What did Bright Minds (DRUG) announce on November 17, 2025 about PWS?

Bright Minds added four PWS experts to its Scientific Advisory Board and detailed the NOVA Phase 2a study for BMB-101 and plans for BMB-105.

What is the design and duration of the NOVA study for DRUG's BMB-101?

NOVA is a double-blind, randomized Phase 2a trial lasting up to 16 weeks with a 4-week screening, 4-week titration, and 8-week maintenance.

What is the primary endpoint of the NOVA Phase 2a study (DRUG)?

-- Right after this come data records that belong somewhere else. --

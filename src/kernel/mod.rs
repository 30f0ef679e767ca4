//! Kernel functions for SMO

pub mod linear;
pub mod polynomial;
pub mod traits;

pub use self::linear::*;
pub use self::polynomial::*;
pub use self::traits::*;

use crate::core::{Header, Result, SMOConfig, SparseVector};
use serde::{Deserialize, Serialize};

/// The closed set of kernels a machine can be trained with
#[derive(Debug, Clone, PartialEq, Serialize, Deserialize)]
pub enum KernelFunction {
    Linear(LinearKernel),
    Polynomial(PolynomialKernel),
}

impl KernelFunction {
    /// Select the kernel described by `config` for data shaped like `header`
    pub fn from_config(config: &SMOConfig, header: &Header) -> Result<Self> {
        if config.is_linear() {
            // still rejects rescale / lower-order on a linear machine
            PolynomialKernel::new(
                config.exponent,
                config.lower_order,
                config.rescale,
                header.num_attributes(),
                header.class_index(),
            )?;
            Ok(Self::Linear(LinearKernel::new(header.class_index())))
        } else {
            Ok(Self::Polynomial(PolynomialKernel::new(
                config.exponent,
                config.lower_order,
                config.rescale,
                header.num_attributes(),
                header.class_index(),
            )?))
        }
    }

    pub fn is_linear(&self) -> bool {
        matches!(self, Self::Linear(_))
    }

    pub fn class_index(&self) -> Option<usize> {
        match self {
            Self::Linear(k) => k.class_index,
            Self::Polynomial(k) => k.class_index,
        }
    }
}

impl Kernel for KernelFunction {
    fn compute(&self, x: &SparseVector, y: &SparseVector) -> f64 {
        match self {
            Self::Linear(k) => k.compute(x, y),
            Self::Polynomial(k) => k.compute(x, y),
        }
    }
}

#[cfg(test)]
mod tests {
    use super::*;
    use crate::core::Attribute;

    fn header() -> Header {
        Header::new(
            vec![
                Attribute::numeric("a"),
                Attribute::numeric("b"),
                Attribute::nominal("class", vec!["x".into(), "y".into()]),
            ],
            Some(2),
        )
    }

    #[test]
    fn test_kernel_selection() {
        let linear = KernelFunction::from_config(&SMOConfig::default(), &header()).unwrap();
        assert!(linear.is_linear());
        assert_eq!(linear.class_index(), Some(2));

        let config = SMOConfig {
            exponent: 2.0,
            lower_order: true,
            ..SMOConfig::default()
        };
        let poly = KernelFunction::from_config(&config, &header()).unwrap();
        assert!(!poly.is_linear());
    }

    #[test]
    fn test_kernel_selection_rejects_linear_options() {
        let config = SMOConfig {
            rescale: true,
            ..SMOConfig::default()
        };
        assert!(KernelFunction::from_config(&config, &header()).is_err());
    }
}
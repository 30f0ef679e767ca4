//! RSMO Command Line Interface
//!
//! A command-line interface for training, evaluating, and using SMO models
//! with LibSVM and CSV data formats.

use clap::{Args, Parser, Subcommand, ValueEnum};
use env_logger::Env;
use log::{error, info, warn};
use rsmo::api::{TrainedModel, SMO};
use rsmo::core::{Result, SMOConfig, SVMError};
use rsmo::persistence::SerializableModel;
use rsmo::{CSVReader, Dataset, Instances, LibSVMReader};
use std::fs::File;
use std::io::{self, BufWriter, Write};
use std::path::{Path, PathBuf};
use std::process;

#[derive(Parser)]
#[command(name = "rsmo")]
#[command(about = "Support vector classification trained with SMO")]
#[command(version = env!("CARGO_PKG_VERSION"))]
struct Cli {
    #[command(subcommand)]
    command: Commands,

    /// Enable verbose output
    #[arg(short, long, global = true)]
    verbose: bool,

    /// Enable debug output
    #[arg(short, long, global = true)]
    debug: bool,
}

#[derive(Subcommand)]
enum Commands {
    /// Train a new model
    Train(TrainArgs),
    /// Make predictions using a trained model
    Predict(PredictArgs),
    /// Evaluate a model on labelled test data
    Evaluate(EvaluateArgs),
    /// Display model information
    Info(InfoArgs),
}

#[derive(ValueEnum, Clone, Copy, Debug, PartialEq)]
enum Format {
    /// Pick by file extension
    Auto,
    Libsvm,
    Csv,
}

#[derive(Args)]
struct TrainArgs {
    /// Training data file (LibSVM or CSV format)
    #[arg(long)]
    data: PathBuf,

    /// Output model file
    #[arg(short, long)]
    output: PathBuf,

    /// Data format
    #[arg(short, long, value_enum, default_value = "auto")]
    format: Format,

    /// Complexity constant C
    #[arg(short = 'C', long, default_value = "1.0")]
    c: f64,

    /// Polynomial kernel exponent (1.0 trains a linear machine)
    #[arg(short = 'E', long, default_value = "1.0")]
    exponent: f64,

    /// Use lower-order terms, i.e. (<x,y> + 1)^E
    #[arg(short = 'L', long)]
    lower_order: bool,

    /// Rescale the dot product by the number of attributes
    #[arg(long)]
    rescale: bool,

    /// Do not normalize attributes to [0, 1]
    #[arg(long)]
    no_normalize: bool,

    /// Kernel cache buckets (0 caches the full kernel matrix)
    #[arg(long, default_value = "1000003")]
    cache_size: usize,

    /// Tolerance for KKT violations
    #[arg(long, default_value = "0.001")]
    tol: f64,

    /// Round-off epsilon
    #[arg(long, default_value = "1e-12")]
    eps: f64,

    /// Abort once a class pair spent this many kernel evaluations
    #[arg(long)]
    max_kernel_evaluations: Option<u64>,

    /// Train class pairs in parallel
    #[arg(long)]
    parallel: bool,

    /// Print the trained machines
    #[arg(long)]
    print_model: bool,
}

impl TrainArgs {
    fn config(&self) -> SMOConfig {
        SMOConfig {
            c: self.c,
            exponent: self.exponent,
            normalize: !self.no_normalize,
            rescale: self.rescale,
            lower_order: self.lower_order,
            cache_size: self.cache_size,
            tol: self.tol,
            eps: self.eps,
            max_kernel_evaluations: self.max_kernel_evaluations,
            parallel: self.parallel,
        }
    }
}

#[derive(Args)]
struct PredictArgs {
    /// Trained model file
    #[arg(short, long)]
    model: PathBuf,

    /// Input data file
    #[arg(long)]
    data: PathBuf,

    /// Output predictions file (optional, prints to stdout if not specified)
    #[arg(short, long)]
    output: Option<PathBuf>,

    /// Data format
    #[arg(short, long, value_enum, default_value = "auto")]
    format: Format,

    /// Show the share of pairwise votes won
    #[arg(long)]
    confidence: bool,

    /// Show the raw output of every pairwise machine
    #[arg(long)]
    decision_values: bool,
}

#[derive(Args)]
struct EvaluateArgs {
    /// Trained model file
    #[arg(short, long)]
    model: PathBuf,

    /// Test data file
    #[arg(long)]
    data: PathBuf,

    /// Data format
    #[arg(short, long, value_enum, default_value = "auto")]
    format: Format,

    /// Show per-class metrics and the confusion matrix
    #[arg(long)]
    detailed: bool,
}

#[derive(Args)]
struct InfoArgs {
    /// Model file
    model: PathBuf,

    /// Print the trained machines
    #[arg(long)]
    machines: bool,
}

fn main() {
    let cli = Cli::parse();

    // Initialize logging
    let log_level = if cli.debug {
        "debug"
    } else if cli.verbose {
        "info"
    } else {
        "warn"
    };

    env_logger::Builder::from_env(Env::default().default_filter_or(log_level)).init();

    let result = match cli.command {
        Commands::Train(args) => train_command(args),
        Commands::Predict(args) => predict_command(args),
        Commands::Evaluate(args) => evaluate_command(args),
        Commands::Info(args) => info_command(args),
    };

    if let Err(e) = result {
        error!("Error: {e}");
        process::exit(1);
    }
}

fn train_command(args: TrainArgs) -> Result<()> {
    let config = args.config();
    // Reject bad options before reading any data
    let smo = SMO::with_config(config)?;

    info!("Training SMO model...");
    info!("Data file: {:?}", args.data);
    info!(
        "Parameters: C={}, exponent={}, lower_order={}, rescale={}, normalize={}, cache_size={}",
        args.c, args.exponent, args.lower_order, args.rescale, !args.no_normalize, args.cache_size
    );

    let dataset = match resolve_format(args.format, &args.data) {
        Format::Csv => CSVReader::from_file(&args.data)?,
        _ => LibSVMReader::from_file(&args.data)?,
    };
    info!(
        "Loaded {} instances with {} attributes and {} classes",
        dataset.len(),
        dataset.header().num_attributes(),
        dataset.header().num_classes()
    );

    let model = smo.train(&dataset)?;
    info!("Training completed successfully");

    let info = model.info();
    info!("Pairwise machines: {}", info.num_machines);
    info!("Support vectors: {}", info.n_support_vectors);

    let metrics = model.evaluate(&dataset)?;
    info!("Training accuracy: {:.2}%", metrics.accuracy() * 100.0);

    if args.print_model {
        println!("{model}");
    }

    let serializable = SerializableModel::from_trained_model(model);
    serializable.save_to_file(&args.output)?;
    info!("Model saved to: {:?}", args.output);

    Ok(())
}

fn load_model(path: &Path) -> Result<SerializableModel> {
    info!("Loading model from: {path:?}");
    SerializableModel::load_from_file(path)
}

fn load_data(model: &TrainedModel, format: Format, path: &Path) -> Result<Instances> {
    info!("Loading data from: {path:?}");
    match resolve_format(format, path) {
        Format::Csv => model.load_csv(path),
        _ => model.load_libsvm(path),
    }
}

fn predict_command(args: PredictArgs) -> Result<()> {
    let serializable = load_model(&args.model)?;
    let model = serializable.into_trained_model();
    let dataset = load_data(&model, args.format, &args.data)?;

    let mut writer: Box<dyn Write> = match &args.output {
        Some(path) => Box::new(BufWriter::new(File::create(path).map_err(SVMError::IoError)?)),
        None => Box::new(io::stdout().lock()),
    };

    writeln!(writer, "# Predictions for {} instances", dataset.len())?;
    writeln!(
        writer,
        "# Format: instance_index predicted_class{}{}",
        if args.confidence { " confidence" } else { "" },
        if args.decision_values { " decision_values" } else { "" }
    )?;

    for (i, prediction) in model.predict_dataset(&dataset).into_iter().enumerate() {
        let instance = dataset.instance(i);
        write!(writer, "{} {}", i, model.header().class_name(prediction.class))?;
        if args.confidence {
            write!(writer, " {:.6}", prediction.confidence())?;
        }
        if args.decision_values {
            for (_, value) in model.decision_values(instance) {
                write!(writer, " {value:.6}")?;
            }
        }
        writeln!(writer)?;
    }
    writer.flush()?;

    if let Some(path) = &args.output {
        info!("Predictions saved to: {path:?}");
    }
    Ok(())
}

fn evaluate_command(args: EvaluateArgs) -> Result<()> {
    let serializable = load_model(&args.model)?;
    let dataset = load_data(&serializable.model, args.format, &args.data)?;
    let metrics = serializable.model.evaluate(&dataset)?;

    println!("=== Model Evaluation ===");
    serializable.print_summary();

    println!("\nTest Results:");
    println!("  Accuracy: {:.2}%", metrics.accuracy() * 100.0);

    if args.detailed {
        println!("\nDetailed Metrics:");
        print!("{metrics}");
    }

    Ok(())
}

fn info_command(args: InfoArgs) -> Result<()> {
    let serializable = load_model(&args.model)?;
    serializable.print_summary();

    if args.machines {
        println!();
        println!("{}", serializable.model);
    }
    Ok(())
}

/// Replace `Auto` by the format implied by the file extension
fn resolve_format(format: Format, path: &Path) -> Format {
    if format != Format::Auto {
        return format;
    }
    match path.extension().and_then(|ext| ext.to_str()) {
        Some("csv") => Format::Csv,
        Some("libsvm") | Some("svm") => Format::Libsvm,
        Some(_) => {
            warn!("Unknown file extension, assuming LibSVM format");
            Format::Libsvm
        }
        None => {
            warn!("No file extension, assuming LibSVM format");
            Format::Libsvm
        }
    }
}

#[cfg(test)]
mod tests {
    use super::*;

    #[test]
    fn test_format_detection() {
        let detect = |name: &str| resolve_format(Format::Auto, &PathBuf::from(name));
        assert_eq!(detect("test.csv"), Format::Csv);
        assert_eq!(detect("test.libsvm"), Format::Libsvm);
        assert_eq!(detect("test.svm"), Format::Libsvm);
        assert_eq!(detect("test"), Format::Libsvm);
        assert_eq!(resolve_format(Format::Csv, &PathBuf::from("test.svm")), Format::Csv);
    }

    #[test]
    fn test_train_args_map_onto_config() {
        let cli = Cli::parse_from([
            "rsmo", "train", "--data", "d.svm", "-o", "m.json", "-C", "2.5", "-E", "2", "-L",
            "--no-normalize", "--cache-size", "0",
        ]);
        let Commands::Train(args) = cli.command else {
            panic!("expected train");
        };
        let config = args.config();
        assert_eq!(config.c, 2.5);
        assert_eq!(config.exponent, 2.0);
        assert!(config.lower_order);
        assert!(!config.normalize);
        assert_eq!(config.cache_size, 0);
        assert_eq!(config.tol, SMOConfig::default().tol);
    }

    #[test]
    fn test_unknown_option_rejected() {
        assert!(Cli::try_parse_from(["rsmo", "train", "--data", "d", "-o", "m", "--gamma", "1"]).is_err());
    }
}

Primary endpoint is change from baseline in HQ-CT hyperphagia questionnaire scores over time.

Who are some experts joining Bright Minds' SAB for PWS (DRUG)?

New SAB members include Tania Markovic, Jennifer L. Miller, Elizabeth Roof, and Theresa V. Strong.

Will participants in DRUG's NOVA study have additional treatment access after blinded phase?

Yes, participants may elect to enter an unblinded open-label phase to receive BMB-101 for up to 9 months.

What secondary measures will Bright Minds (DRUG) use in the NOVA trial?

Secondary endpoints include CGI-S, CGI-I, Caregiver Global Impression scores, and changes in PWS Profile behavioral measures.